• [TASK ITEM]: All of the entries need to be copied character for character.

• [DATA IN THIS EXERCISE]:
__________
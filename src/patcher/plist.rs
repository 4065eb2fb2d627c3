//! XML property list patcher for iOS Info.plist files
//!
//! The plist is walked with quick-xml to find the `<string>` values that follow the
//! `CFBundleShortVersionString` and `CFBundleVersion` keys of the top-level `<dict>`.
//! Only those value spans are replaced; declaration, DOCTYPE, comments, key order and
//! whitespace stay byte-identical.

use super::{record_change, splice, Edit, FilePatcher, Patched};
use crate::domain::{IosVersionDescriptor, TargetKind};
use crate::error::PatchError;
use quick_xml::events::Event;
use quick_xml::Reader;
use std::path::Path;

pub(crate) const SHORT_VERSION_KEY: &str = "CFBundleShortVersionString";
pub(crate) const BUNDLE_VERSION_KEY: &str = "CFBundleVersion";

const BOM: &str = "\u{feff}";

/// Patcher for XML plist files
pub struct PlistPatcher {
    marketing_version: String,
    build_version: String,
}

/// Value element of a target key whose text is being read
struct OpenValue<'p> {
    key: &'static str,
    value: &'p str,
    start: usize,
}

impl PlistPatcher {
    /// Create a patcher writing the given descriptor
    pub fn new(descriptor: &IosVersionDescriptor) -> Self {
        Self {
            marketing_version: descriptor.marketing_version.clone(),
            build_version: descriptor.build_version.clone(),
        }
    }

    fn target_key(&self, key: &str) -> Option<(&'static str, &str)> {
        match key {
            SHORT_VERSION_KEY => Some((SHORT_VERSION_KEY, self.marketing_version.as_str())),
            BUNDLE_VERSION_KEY => Some((BUNDLE_VERSION_KEY, self.build_version.as_str())),
            _ => None,
        }
    }
}

/// Returns true when the open elements are exactly `<plist><dict>`
fn in_top_dict(stack: &[Vec<u8>]) -> bool {
    stack.len() == 2 && stack[0] == b"plist" && stack[1] == b"dict"
}

impl FilePatcher for PlistPatcher {
    fn patch_content(&self, path: &Path, content: &str) -> Result<Patched, PatchError> {
        // quick-xml skips a leading BOM, so offsets are taken on the text after it
        let (bom, content) = match content.strip_prefix(BOM) {
            Some(rest) => (BOM, rest),
            None => ("", content),
        };

        if content.starts_with("bplist") {
            return Err(PatchError::malformed_plist(
                path,
                "binary property lists are not supported",
            ));
        }

        let malformed = |message: String| PatchError::malformed_plist(path, message);
        let unexpected = |key: &str, element: &[u8]| PatchError::UnexpectedValue {
            path: path.to_path_buf(),
            field: key.to_string(),
            message: format!(
                "expected a <string> value, found <{}>",
                String::from_utf8_lossy(element)
            ),
        };

        let mut reader = Reader::from_str(content);
        let mut stack: Vec<Vec<u8>> = Vec::new();
        let mut seen_root = false;
        let mut seen_top_dict = false;
        let mut key_text: Option<String> = None;
        let mut pending_key: Option<String> = None;
        let mut open_value: Option<OpenValue> = None;
        let mut edits = Vec::new();
        let mut changes = Vec::new();

        loop {
            let before = reader.buffer_position() as usize;
            let event = reader.read_event().map_err(|e| {
                malformed(format!(
                    "XML error at byte {}: {}",
                    reader.error_position(),
                    e
                ))
            })?;
            let after = reader.buffer_position() as usize;

            match event {
                Event::Start(e) => {
                    let name = e.local_name().as_ref().to_vec();
                    if stack.is_empty() {
                        if seen_root || name != b"plist" {
                            return Err(malformed(format!(
                                "expected a single <plist> root element, found <{}>",
                                String::from_utf8_lossy(&name)
                            )));
                        }
                        seen_root = true;
                    } else if stack.len() == 1 && name == b"dict" {
                        seen_top_dict = true;
                    } else if in_top_dict(&stack) {
                        if name == b"key" {
                            key_text = Some(String::new());
                        } else if let Some(key) = pending_key.take() {
                            if let Some((field, value)) = self.target_key(&key) {
                                if name != b"string" {
                                    return Err(unexpected(field, &name));
                                }
                                open_value = Some(OpenValue {
                                    key: field,
                                    value,
                                    start: after,
                                });
                            }
                        }
                    }
                    stack.push(name);
                }
                Event::Empty(e) => {
                    let name = e.local_name().as_ref().to_vec();
                    if stack.is_empty() {
                        return Err(malformed("plist root element is empty".to_string()));
                    }
                    if in_top_dict(&stack) {
                        if let Some(key) = pending_key.take() {
                            if let Some((field, value)) = self.target_key(&key) {
                                if name != b"string" {
                                    return Err(unexpected(field, &name));
                                }
                                record_change(&mut changes, field, "", value);
                                edits.push(Edit::new(
                                    before..after,
                                    format!("<string>{}</string>", value),
                                ));
                            }
                        }
                    }
                }
                Event::Text(e) => {
                    if let Some(text) = key_text.as_mut() {
                        text.push_str(&String::from_utf8_lossy(&e));
                    }
                }
                Event::End(_) => {
                    let Some(name) = stack.pop() else {
                        return Err(malformed("unbalanced closing tag".to_string()));
                    };
                    if in_top_dict(&stack) {
                        if name == b"key" {
                            pending_key = key_text.take().map(|k| k.trim().to_string());
                        } else if let Some(open) = open_value.take() {
                            let old_value = &content[open.start..before];
                            record_change(&mut changes, open.key, old_value, open.value);
                            edits.push(Edit::new(open.start..before, open.value));
                        }
                    }
                }
                Event::Eof => break,
                _ => {}
            }
        }

        if !stack.is_empty() {
            return Err(malformed(format!(
                "unexpected end of file inside <{}>",
                String::from_utf8_lossy(stack.last().map(Vec::as_slice).unwrap_or_default())
            )));
        }
        if !seen_root {
            return Err(malformed("missing <plist> root element".to_string()));
        }
        if !seen_top_dict {
            return Err(malformed("<plist> has no top-level <dict>".to_string()));
        }

        for key in [SHORT_VERSION_KEY, BUNDLE_VERSION_KEY] {
            if !changes.iter().any(|c| c.field == key) {
                return Err(PatchError::field_not_found(path, key));
            }
        }

        Ok(Patched {
            content: format!("{}{}", bom, splice(content, edits)),
            changes,
        })
    }

    fn kind(&self) -> TargetKind {
        TargetKind::Plist
    }

    fn invalid_encoding(&self, path: &Path) -> PatchError {
        PatchError::malformed_plist(path, "file is not a UTF-8 XML property list")
    }
}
__________
• [THE COMPLETED TASK]:
filename src/patcher/plist.rs
repository 4065eb2fb2d627c3
//! XML property list patcher for iOS Info.plist files
//!
//! The plist is walked with quick-xml to find the `<string>` values that follow the
//! `CFBundleShortVersionString` and `CFBundleVersion` keys of the top-level `<dict>`.
//! Only those value spans are replaced; declaration, DOCTYPE, comments, key order and
//! whitespace stay byte-identical.

use super::{record_change, splice, Edit, FilePatcher, Patched};
use crate::domain::{IosVersionDescriptor, TargetKind};
use crate::error::PatchError;
use quick_xml::events::Event;
use quick_xml::Reader;
use std::path::Path;

pub(crate) const SHORT_VERSION_KEY: &str = "CFBundleShortVersionString";
pub(crate) const BUNDLE_VERSION_KEY: &str = "CFBundleVersion";

const BOM: &str = "\u{feff}";

/// Patcher for XML plist files
pub struct PlistPatcher {
    marketing_version: String,
    build_version: String,
}

/// Value element of a target key whose text is being read
struct OpenValue<'p> {
    key: &'static str,
    value: &'p str,
    start: usize,
}

impl PlistPatcher {
    /// Create a patcher writing the given descriptor
    pub fn new(descriptor: &IosVersionDescriptor) -> Self {
        Self {
            marketing_version: descriptor.marketing_version.clone(),
            build_version: descriptor.build_version.clone(),
        }
    }

    fn target_key(&self, key: &str) -> Option<(&'static str, &str)> {
        match key {
            SHORT_VERSION_KEY => Some((SHORT_VERSION_KEY, self.marketing_version.as_str())),
            BUNDLE_VERSION_KEY => Some((BUNDLE_VERSION_KEY, self.build_version.as_str())),
            _ => None,
        }
    }
}

/// Returns true when the open elements are exactly `<plist><dict>`
fn in_top_dict(stack: &[Vec<u8>]) -> bool {
    stack.len() == 2 && stack[0] == b"plist" && stack[1] == b"dict"
}

impl FilePatcher for PlistPatcher {
    fn patch_content(&self, path: &Path, content: &str) -> Result<Patched, PatchError> {
        // quick-xml skips a leading BOM, so offsets are taken on the text after it
        let (bom, content) = match content.strip_prefix(BOM) {
            Some(rest) => (BOM, rest),
            None => ("", content),
        };

        if content.starts_with("bplist") {
            return Err(PatchError::malformed_plist(
                path,
                "binary property lists are not supported",
            ));
        }

        let malformed = |message: String| PatchError::malformed_plist(path, message);
        let unexpected = |key: &str, element: &[u8]| PatchError::UnexpectedValue {
            path: path.to_path_buf(),
            field: key.to_string(),
            message: format!(
                "expected a <string> value, found <{}>",
                String::from_utf8_lossy(element)
            ),
        };

        let mut reader = Reader::from_str(content);
        let mut stack: Vec<Vec<u8>> = Vec::new();
        let mut seen_root = false;
        let mut seen_top_dict = false;
        let mut key_text: Option<String> = None;
        let mut pending_key: Option<String> = None;
        let mut open_value: Option<OpenValue> = None;
        let mut edits = Vec::new();
        let mut changes = Vec::new();

        loop {
            let before = reader.buffer_position() as usize;
            let event = reader.read_event().map_err(|e| {
                malformed(format!(
                    "XML error at byte {}: {}",
                    reader.error_position(),
                    e
                ))
            })?;
            let after = reader.buffer_position() as usize;

            match event {
                Event::Start(e) => {
                    let name = e.local_name().as_ref().to_vec();
                    if stack.is_empty() {
                        if seen_root || name != b"plist" {
                            return Err(malformed(format!(
                                "expected a single <plist> root element, found <{}>",
                                String::from_utf8_lossy(&name)
                            )));
                        }
                        seen_root = true;
                    } else if stack.len() == 1 && name == b"dict" {
                        seen_top_dict = true;
                    } else if in_top_dict(&stack) {
                        if name == b"key" {
                            key_text = Some(String::new());
                        } else if let Some(key) = pending_key.take() {
                            if let Some((field, value)) = self.target_key(&key) {
                                if name != b"string" {
                                    return Err(unexpected(field, &name));
                                }
                                open_value = Some(OpenValue {
                                    key: field,
                                    value,
                                    start: after,
                                });
                            }
                        }
                    }
                    stack.push(name);
                }
                Event::Empty(e) => {
                    let name = e.local_name().as_ref().to_vec();
                    if stack.is_empty() {
                        return Err(malformed("plist root element is empty".to_string()));
                    }
                    if in_top_dict(&stack) {
                        if let Some(key) = pending_key.take() {
                            if let Some((field, value)) = self.target_key(&key) {
                                if name != b"string" {
                                    return Err(unexpected(field, &name));
                                }
                                record_change(&mut changes, field, "", value);
                                edits.push(Edit::new(
                                    before..after,
                                    format!("<string>{}</string>", value),
                                ));
                            }
                        }
                    }
                }
                Event::Text(e) => {
                    if let Some(text) = key_text.as_mut() {
                        text.push_str(&String::from_utf8_lossy(&e));
                    }
                }
                Event::End(_) => {
                    let Some(name) = stack.pop() else {
                        return Err(malformed("unbalanced closing tag".to_string()));
                    };
                    if in_top_dict(&stack) {
                        if name == b"key" {
                            pending_key = key_text.take().map(|k| k.trim().to_string());
                        } else if let Some(open) = open_value.take() {
                            let old_value = &content[open.start..before];
                            record_change(&mut changes, open.key, old_value, open.value);
                            edits.push(Edit::new(open.start..before, open.value));
                        }
                    }
                }
                Event::Eof => break,
                _ => {}
            }
        }

        if !stack.is_empty() {
            return Err(malformed(format!(
                "unexpected end of file inside <{}>",
                String::from_utf8_lossy(stack.last().map(Vec::as_slice).unwrap_or_default())
            )));
        }
        if !seen_root {
            return Err(malformed("missing <plist> root element".to_string()));
        }
        if !seen_top_dict {
            return Err(malformed("<plist> has no top-level <dict>".to_string()));
        }

        for key in [SHORT_VERSION_KEY, BUNDLE_VERSION_KEY] {
            if !changes.iter().any(|c| c.field == key) {
                return Err(PatchError::field_not_found(path, key));
            }
        }

        Ok(Patched {
            content: format!("{}{}", bom, splice(content, edits)),
            changes,
        })
    }

    fn kind(&self) -> TargetKind {
        TargetKind::Plist
    }

    fn invalid_encoding(&self, path: &Path) -> PatchError {
        PatchError::malformed_plist(path, "file is not a UTF-8 XML property list")
    }
}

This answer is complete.